Once ye were happy, once by many a shore,
Wherever Glooscap's gentle feet might stray,
Lulled by his presence like a dream, ye lay
Floating at rest; but that was long of yore.
He was too good for earthly men; he bore
Their bitter deeds for many a patient day,
And then at last he took his unseen way.
He was your friend, and ye might rest no more:
And now, though many hundred altering years
Have passed, among the desolate northern meres
Still must ye search and wander querulously,
Crying for Glooscap, still bemoan the light
With wierd entreaties, and in agony
With awful laughter pierce the lonely night.

MARCH.

Over the dripping roofs and sunk snow-barrows
The bells are ringing loud and strangely near,
The shout of children dins upon mine ear
Shrilly, and like a flight of silvery arrows
Showers the sweet gossip of the British sparrows,
Gathered in noisy knots of one or two,
To joke and chatter just as mortals do
Over the days long tale of joys and sorrows;
Talk before bed-time of bold deeds together
Of thefts and fights, of hard-times and the weather,
Till sleep disarm them, to each little brain
Bringing tucked wings and many a blissful dream,
Visions of wind and sun, of field and stream,
And busy barn-yards with their scattered grain.

SOLITUDE.

How still it is here in the woods. The trees
Stand motionless, as if they did not dare
To stir, lest it should break the spell. The air
Hangs quiet as spaces in a marble frieze.
Even this little brook, that runs at ease,
Whispering and gurgling in its knotted bed,
Seems but to deepen with its curling thread
Of sound the shadowy sun-pierced silences.
Sometimes a hawk screams or a woodpecker
Startles the stillness from its fixèd mood
With his loud careless tap.
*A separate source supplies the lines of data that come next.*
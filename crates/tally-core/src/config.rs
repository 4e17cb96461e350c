use serde::{Deserialize, Serialize};
use std::time::Duration;

/// Timeouts applied by proposers and responders.
#[derive(Debug, Clone, Serialize, Deserialize)]
pub struct ProtocolConfig {
    /// How long a proposer waits for a counterparty's reply (milliseconds).
    #[serde(default = "default_session_timeout_ms")]
    pub session_timeout_ms: u64,
    /// How long a proposer waits for the finality service (milliseconds).
    #[serde(default = "default_finality_timeout_ms")]
    pub finality_timeout_ms: u64,
}

fn default_session_timeout_ms() -> u64 {
    30_000
}

fn default_finality_timeout_ms() -> u64 {
    30_000
}

impl Default for ProtocolConfig {
    fn default() -> Self {
        Self {
            session_timeout_ms: default_session_timeout_ms(),
            finality_timeout_ms: default_finality_timeout_ms(),
        }
    }
}

impl ProtocolConfig {
    pub fn session_timeout(&self) -> Duration {
        Duration::from_millis(self.session_timeout_ms)
    }

    pub fn finality_timeout(&self) -> Duration {
        Duration::from_millis(self.finality_timeout_ms)
    }
}

#[cfg(test)]
mod tests {
    use super::*;

    #[test]
    fn test_defaults() {
        let config = ProtocolConfig::default();
        assert_eq!(config.session_timeout(), Duration::from_secs(30));
        assert_eq!(config.finality_timeout(), Duration::from_secs(30));
    }

    #[test]
    fn test_missing_fields_take_defaults() {
        let config: ProtocolConfig = serde_json::from_str(r#"{"session_timeout_ms": 250}"#).unwrap();
        assert_eq!(config.session_timeout_ms, 250);
        assert_eq!(config.finality_timeout_ms, 30_000);
    }
}
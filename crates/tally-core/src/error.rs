use crate::coordination::CoordinationState;
use crate::types::RecordId;

/// Core protocol errors.
#[derive(Debug, thiserror::Error)]
pub enum CoreError {
    #[error("invalid state transition from {from} to {to}")]
    InvalidStateTransition {
        from: CoordinationState,
        to: CoordinationState,
    },

    #[error("validation error: {0}")]
    ValidationError(String),

    #[error("missing required field: {0}")]
    MissingField(String),

    #[error("nothing to net: no obligations were selected")]
    NothingToNet,

    #[error("obligation {id} is not between the two netting parties")]
    ForeignObligation { id: RecordId },

    #[error("invalid amount: {0}")]
    InvalidAmount(String),

    #[error("party {0} plays no role in the transaction")]
    NotAParticipant(String),

    #[error("invalid transaction id: {0}")]
    InvalidTransactionId(String),
}

/// Rule violations reported by the settlement contract.
///
/// Each variant is one rule; its message is what callers surface verbatim.
#[derive(Debug, Clone, PartialEq, Eq, thiserror::Error)]
pub enum ContractError {
    #[error("No inputs should be consumed when issuing an obligation.")]
    CreateConsumesInputs,

    #[error("Only one output state should be created.")]
    CreateOutputCount,

    #[error("The lender and the borrower cannot be the same entity.")]
    LenderIsBorrower,

    #[error("The obligation's value must be positive.")]
    NonPositiveValue,

    #[error("One input should be at least consumed when issuing a settlement.")]
    NoObligationInputs,

    #[error("Only one settlement output should be created.")]
    SettlementOutputCount,

    #[error("There are invalid output states.")]
    InvalidOutputs,

    #[error("There are invalid input states.")]
    InvalidInputs,

    #[error("All of the participants must be signers.")]
    MissingSigners,

    #[error("In input obligations the viewer, lender and the borrower cannot be the same entity.")]
    InputPartiesNotDistinct,

    #[error("In the output settlement the viewer, payer and the loaner cannot be the same entity.")]
    OutputPartiesNotDistinct,

    #[error("All of the viewers must be the same entity.")]
    ViewerMismatch,

    #[error("All of the input participants must be equal to output participants.")]
    PartyClosure,

    #[error("Every party must keep its owning key from the inputs to the output.")]
    PartyKeyMismatch,

    #[error("The compensation is not valid: the payer is owed more than it owes.")]
    CompensationDirection,

    #[error("The compensation is not valid: expected {expected}, settlement carries {actual}.")]
    CompensationAmount { expected: u128, actual: u64 },

    #[error("Invalid contract action in transaction: {0}")]
    UnknownAction(String),
}
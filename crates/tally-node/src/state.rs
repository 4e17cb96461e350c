//! Shared node state for cross-task communication.

use std::sync::{Arc, RwLock};
use std::time::Instant;
use tally_settlement::SettlementNode;
use tokio::sync::mpsc;

use crate::cluster::LocalCluster;
use crate::commands::NodeCommand;

/// Shared state for the running node, accessible from HTTP handlers.
pub struct NodeState {
    /// When the node started.
    pub start_time: Instant,
    /// The hosted parties.
    pub cluster: Arc<LocalCluster>,
    /// Transactions journaled so far (updated by the event loop).
    committed: RwLock<usize>,
    /// Channel to send commands to the event loop.
    pub command_tx: mpsc::Sender<NodeCommand>,
}

impl NodeState {
    pub fn new(
        cluster: Arc<LocalCluster>,
        committed: usize,
        command_tx: mpsc::Sender<NodeCommand>,
    ) -> Self {
        Self {
            start_time: Instant::now(),
            cluster,
            committed: RwLock::new(committed),
            command_tx,
        }
    }

    pub fn node(&self, name: &str) -> Option<Arc<SettlementNode>> {
        self.cluster.node(name)
    }

    pub fn set_committed(&self, count: usize) {
        *self.committed.write().unwrap() = count;
    }

    pub fn committed(&self) -> usize {
        *self.committed.read().unwrap()
    }
}
use chrono::{DateTime, Utc};
use serde::{Deserialize, Serialize};

use crate::types::{Party, RecordId};

/// A single-direction debt: `borrower` owes `value` to `lender`, observed
/// by `viewer`.
///
/// Records are never mutated. A settlement consumes them and produces a
/// new [`SettlementRecord`].
#[derive(Debug, Clone, PartialEq, Eq, Serialize, Deserialize)]
pub struct ObligationRecord {
    pub id: RecordId,
    pub value: u64,
    pub created_at: DateTime<Utc>,
    pub viewer: Party,
    pub lender: Party,
    pub borrower: Party,
}

impl ObligationRecord {
    /// Create a new obligation stamped with a fresh id and the current time.
    pub fn new(value: u64, viewer: Party, lender: Party, borrower: Party) -> Self {
        Self {
            id: RecordId::new(),
            value,
            created_at: Utc::now(),
            viewer,
            lender,
            borrower,
        }
    }

    /// Override the creation timestamp.
    pub fn with_created_at(mut self, created_at: DateTime<Utc>) -> Self {
        self.created_at = created_at;
        self
    }

    /// Viewer, lender and borrower, in that order.
    pub fn participants(&self) -> [&Party; 3] {
        [&self.viewer, &self.lender, &self.borrower]
    }

    /// Whether `{lender, borrower}` is exactly `{a, b}`.
    pub fn is_between(&self, a: &Party, b: &Party) -> bool {
        (self.lender == *a && self.borrower == *b) || (self.lender == *b && self.borrower == *a)
    }
}

/// A netted settlement: `payer` owes `value` to `loaner`, observed by
/// `viewer`.
#[derive(Debug, Clone, PartialEq, Eq, Serialize, Deserialize)]
pub struct SettlementRecord {
    pub id: RecordId,
    pub value: u64,
    pub created_at: DateTime<Utc>,
    pub viewer: Party,
    pub payer: Party,
    pub loaner: Party,
}

impl SettlementRecord {
    /// Create a new settlement stamped with a fresh id and the current time.
    pub fn new(value: u64, viewer: Party, payer: Party, loaner: Party) -> Self {
        Self {
            id: RecordId::new(),
            value,
            created_at: Utc::now(),
            viewer,
            payer,
            loaner,
        }
    }

    /// Viewer, payer and loaner, in that order.
    pub fn participants(&self) -> [&Party; 3] {
        [&self.viewer, &self.payer, &self.loaner]
    }

    /// Whether viewer, payer and loaner are pairwise distinct.
    pub fn has_distinct_parties(&self) -> bool {
        self.viewer != self.payer && self.viewer != self.loaner && self.payer != self.loaner
    }
}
Sometimes I hear
The dreamy white-throat from some far off tree
Pipe slowly on the listening solitude
His five pure notes succeeding pensively.

AUTUMN MAPLES.

The thoughts of all the maples who shall name,
When the sad landscape turns to cold and grey?
Yet some for very ruth and sheer dismay,
Hearing the northwind pipe the winter's name,
Have fired the hills with beaconing clouds of flame;
And some with softer woe that day by day,
So sweet and brief, should go the westward way,
Have yearned upon the sunset with such shame,
That all their cheeks have turned to tremulous rose;
Others for wrath have turned a rusty red,
And some that knew not either grief or dread,
Ere the old year should find its iron close,
Have gathered down the sun's last smiles acold,
Deep, deep, into their luminous hearts of gold.

THE DOG.

"Grotesque!" we said, the moment we espied him,
For there he stood, supreme in his conceit,
With short ears close together and queer feet
Planted irregularly: first we tried him
With jokes, but they were lost; we then defied him
With bantering questions and loose criticism:
He did not like, I'm sure, our catechism,
But whisked and snuffed a little as we eyed him.
Then flung we balls, and out and clear away,
Up the white slope, across the crusted snow,
To where a broken fence stands in the way,
Against the sky-line, a mere row of pegs,
Quicker than thought we saw him flash and go,
A straight mad scuttling of four crooked legs.